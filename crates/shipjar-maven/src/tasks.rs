//! Build task graph shared by all publication strategies.
//!
//! Tasks are keyed by name. Registering a name that already exists returns
//! the existing task, so strategies may ask for the same sidecar any number
//! of times and still end up with one task per name.

use std::collections::HashMap;

use petgraph::graph::{DiGraph, NodeIndex};
use petgraph::visit::EdgeRef;
use petgraph::Direction;
use serde::Serialize;
use shipjar_util::errors::ShipjarError;

/// Task group of the engine's entry task.
pub const PUBLISHER_GROUP: &str = "publisher";

/// Artifact classifier attached to a sidecar archive.
#[derive(Debug, Clone, Copy, PartialEq, Eq, Hash, Serialize)]
#[serde(rename_all = "kebab-case")]
pub enum Classifier {
    Sources,
    Javadoc,
}

impl Classifier {
    pub fn as_str(&self) -> &'static str {
        match self {
            Self::Sources => "sources",
            Self::Javadoc => "javadoc",
        }
    }
}

/// What a task does when the host runs it.
#[derive(Debug, Clone, PartialEq, Eq, Serialize)]
#[serde(rename_all = "kebab-case", tag = "type")]
pub enum TaskAction {
    /// Provided by the host; only referenced here.
    External,
    /// A zero-content archive.
    EmptyArchive,
    /// Archive the sources of a source set.
    PackSources { source_set: String },
    /// Archive the output directory of another task.
    Repackage { from: String },
    /// Aggregates its dependencies; does no work itself.
    Lifecycle,
}

/// A task node.
#[derive(Debug, Clone, PartialEq, Eq, Serialize)]
pub struct TaskSpec {
    pub name: String,
    pub action: TaskAction,
    #[serde(skip_serializing_if = "Option::is_none")]
    pub classifier: Option<Classifier>,
    #[serde(skip_serializing_if = "Option::is_none")]
    pub group: Option<String>,
    #[serde(skip_serializing_if = "Option::is_none")]
    pub description: Option<String>,
}

impl TaskSpec {
    pub fn new(name: impl Into<String>, action: TaskAction) -> Self {
        Self {
            name: name.into(),
            action,
            classifier: None,
            group: None,
            description: None,
        }
    }

    /// A reference to a task the host already defines.
    pub fn external(name: impl Into<String>) -> Self {
        Self::new(name, TaskAction::External)
    }

    pub fn classifier(mut self, classifier: Classifier) -> Self {
        self.classifier = Some(classifier);
        self
    }

    pub fn group(mut self, group: impl Into<String>) -> Self {
        self.group = Some(group.into());
        self
    }

    pub fn description(mut self, description: impl Into<String>) -> Self {
        self.description = Some(description.into());
        self
    }

    pub fn is_external(&self) -> bool {
        self.action == TaskAction::External
    }
}

/// Handle to a task in a [`TaskGraph`].
#[derive(Debug, Clone, Copy, PartialEq, Eq, Hash)]
pub struct TaskRef(NodeIndex);

/// Edge label between two tasks.
#[derive(Debug, Clone, Copy, PartialEq, Eq)]
pub enum TaskEdge {
    /// The source needs the target to have run first.
    DependsOn,
    /// The target runs after the source, whenever the source runs.
    FinalizedBy,
}

#[derive(Clone, Copy, PartialEq, Eq)]
enum Mark {
    Visiting,
    Done,
}

/// Tasks and their ordering constraints, backed by petgraph.
#[derive(Debug, Default)]
pub struct TaskGraph {
    graph: DiGraph<TaskSpec, TaskEdge>,
    index: HashMap<String, NodeIndex>,
}

impl TaskGraph {
    pub fn new() -> Self {
        Self::default()
    }

    /// Register a task, or return the existing one with the same name.
    ///
    /// An external reference registered earlier is replaced by a concrete
    /// definition; a concrete definition is never replaced.
    pub fn register(&mut self, spec: TaskSpec) -> TaskRef {
        if let Some(&idx) = self.index.get(&spec.name) {
            if self.graph[idx].is_external() && !spec.is_external() {
                tracing::debug!(task = %spec.name, "defining previously referenced task");
                self.graph[idx] = spec;
            } else {
                tracing::trace!(task = %spec.name, "task already registered");
            }
            return TaskRef(idx);
        }
        tracing::debug!(task = %spec.name, "registering task");
        let name = spec.name.clone();
        let idx = self.graph.add_node(spec);
        self.index.insert(name, idx);
        TaskRef(idx)
    }

    /// Reference a host-provided task by name.
    pub fn reference(&mut self, name: &str) -> TaskRef {
        self.register(TaskSpec::external(name))
    }

    /// `task` runs only after `dependency`.
    pub fn depends_on(&mut self, task: TaskRef, dependency: TaskRef) {
        self.add_edge(task, dependency, TaskEdge::DependsOn);
    }

    /// `finalizer` runs right after `task`.
    pub fn finalized_by(&mut self, task: TaskRef, finalizer: TaskRef) {
        self.add_edge(task, finalizer, TaskEdge::FinalizedBy);
    }

    fn add_edge(&mut self, from: TaskRef, to: TaskRef, edge: TaskEdge) {
        let exists = self
            .graph
            .edges(from.0)
            .any(|e| e.target() == to.0 && *e.weight() == edge);
        if !exists {
            self.graph.add_edge(from.0, to.0, edge);
        }
    }

    /// Look up a task by name.
    pub fn find(&self, name: &str) -> Option<TaskRef> {
        self.index.get(name).copied().map(TaskRef)
    }

    pub fn spec(&self, task: TaskRef) -> &TaskSpec {
        &self.graph[task.0]
    }

    pub fn get(&self, name: &str) -> Option<&TaskSpec> {
        self.find(name).map(|t| self.spec(t))
    }

    pub fn contains(&self, name: &str) -> bool {
        self.index.contains_key(name)
    }

    pub fn len(&self) -> usize {
        self.graph.node_count()
    }

    pub fn is_empty(&self) -> bool {
        self.graph.node_count() == 0
    }

    /// All tasks in registration order.
    pub fn tasks(&self) -> impl Iterator<Item = &TaskSpec> {
        self.graph.node_indices().map(|idx| &self.graph[idx])
    }

    /// Tasks defined by the engine (not host references), in registration order.
    pub fn defined(&self) -> impl Iterator<Item = &TaskSpec> {
        self.tasks().filter(|t| !t.is_external())
    }

    /// Names of the direct dependencies of `name`, in the order they were added.
    pub fn dependencies_of(&self, name: &str) -> Vec<&str> {
        self.find(name)
            .map(|t| {
                self.targets(t.0, TaskEdge::DependsOn)
                    .into_iter()
                    .map(|idx| self.graph[idx].name.as_str())
                    .collect()
            })
            .unwrap_or_default()
    }

    fn targets(&self, idx: NodeIndex, kind: TaskEdge) -> Vec<NodeIndex> {
        let mut targets: Vec<NodeIndex> = self
            .graph
            .edges_directed(idx, Direction::Outgoing)
            .filter(|e| *e.weight() == kind)
            .map(|e| e.target())
            .collect();
        // petgraph yields the most recent edge first
        targets.reverse();
        targets
    }

    /// Tasks to run, in order, when `entry` is requested.
    ///
    /// Dependencies come before their dependents; a finalizer comes right
    /// after the task it finalizes, preceded by any dependency of its own
    /// that has not run yet.
    pub fn execution_order(&self, entry: TaskRef) -> Result<Vec<&TaskSpec>, ShipjarError> {
        let mut marks = HashMap::new();
        let mut order = Vec::new();
        self.visit(entry.0, &mut marks, &mut order)?;
        Ok(order.into_iter().map(|idx| &self.graph[idx]).collect())
    }

    fn visit(
        &self,
        idx: NodeIndex,
        marks: &mut HashMap<NodeIndex, Mark>,
        order: &mut Vec<NodeIndex>,
    ) -> Result<(), ShipjarError> {
        match marks.get(&idx) {
            Some(Mark::Done) => return Ok(()),
            Some(Mark::Visiting) => {
                return Err(ShipjarError::Generic {
                    message: format!("task cycle detected at `{}`", self.graph[idx].name),
                })
            }
            None => {}
        }
        marks.insert(idx, Mark::Visiting);
        for dep in self.targets(idx, TaskEdge::DependsOn) {
            self.visit(dep, marks, order)?;
        }
        marks.insert(idx, Mark::Done);
        order.push(idx);
        for finalizer in self.targets(idx, TaskEdge::FinalizedBy) {
            self.visit(finalizer, marks, order)?;
        }
        Ok(())
    }
}

#[cfg(test)]
mod tests {
    use super::*;

    fn names<'a>(tasks: &[&'a TaskSpec]) -> Vec<&'a str> {
        tasks.iter().map(|t| t.name.as_str()).collect()
    }

    #[test]
    fn register_is_memoized_by_name() {
        let mut graph = TaskGraph::new();
        let a = graph.register(TaskSpec::new("emptyJavadocJarForCore", TaskAction::EmptyArchive));
        let b = graph.register(TaskSpec::new("emptyJavadocJarForCore", TaskAction::EmptyArchive));
        assert_eq!(a, b);
        assert_eq!(graph.len(), 1);
    }

    #[test]
    fn definition_replaces_reference() {
        let mut graph = TaskGraph::new();
        let r = graph.reference("javaSourceJarForCore");
        let d = graph.register(TaskSpec::new(
            "javaSourceJarForCore",
            TaskAction::PackSources {
                source_set: "main".into(),
            },
        ));
        assert_eq!(r, d);
        assert!(!graph.spec(d).is_external());

        graph.reference("javaSourceJarForCore");
        assert!(!graph.spec(d).is_external());
    }

    #[test]
    fn dependencies_run_first_and_finalizers_after() {
        let mut graph = TaskGraph::new();
        let entry = graph.register(TaskSpec::new("publishComponent", TaskAction::Lifecycle));
        let assemble = graph.reference("assembleRelease");
        let upload = graph.reference("publishMavenPublicationToMavenRepository");
        let sources = graph.register(TaskSpec::new("emptySourceJarForCore", TaskAction::EmptyArchive));
        graph.depends_on(entry, assemble);
        graph.finalized_by(entry, upload);
        graph.depends_on(upload, sources);

        let order = graph.execution_order(entry).unwrap();
        assert_eq!(
            names(&order),
            vec![
                "assembleRelease",
                "publishComponent",
                "emptySourceJarForCore",
                "publishMavenPublicationToMavenRepository"
            ]
        );
    }

    #[test]
    fn shared_dependency_runs_once() {
        let mut graph = TaskGraph::new();
        let entry = graph.register(TaskSpec::new("entry", TaskAction::Lifecycle));
        let a = graph.reference("a");
        let b = graph.reference("b");
        let shared = graph.reference("shared");
        graph.depends_on(entry, a);
        graph.depends_on(entry, b);
        graph.depends_on(a, shared);
        graph.depends_on(b, shared);
        graph.depends_on(b, shared);

        let order = graph.execution_order(entry).unwrap();
        assert_eq!(names(&order), vec!["shared", "a", "b", "entry"]);
        assert_eq!(graph.dependencies_of("b"), vec!["shared"]);
    }

    #[test]
    fn cycle_is_an_error() {
        let mut graph = TaskGraph::new();
        let a = graph.reference("a");
        let b = graph.reference("b");
        graph.depends_on(a, b);
        graph.depends_on(b, a);
        assert!(graph.execution_order(a).is_err());
    }
}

Work item
Every line above that holds "from" should be copied out.

Answer box
    Repackage { from: String },
    fn add_edge(&mut self, from: TaskRef, to: TaskRef, edge: TaskEdge) {
            .edges(from.0)
            self.graph.add_edge(from.0, to.0, edge);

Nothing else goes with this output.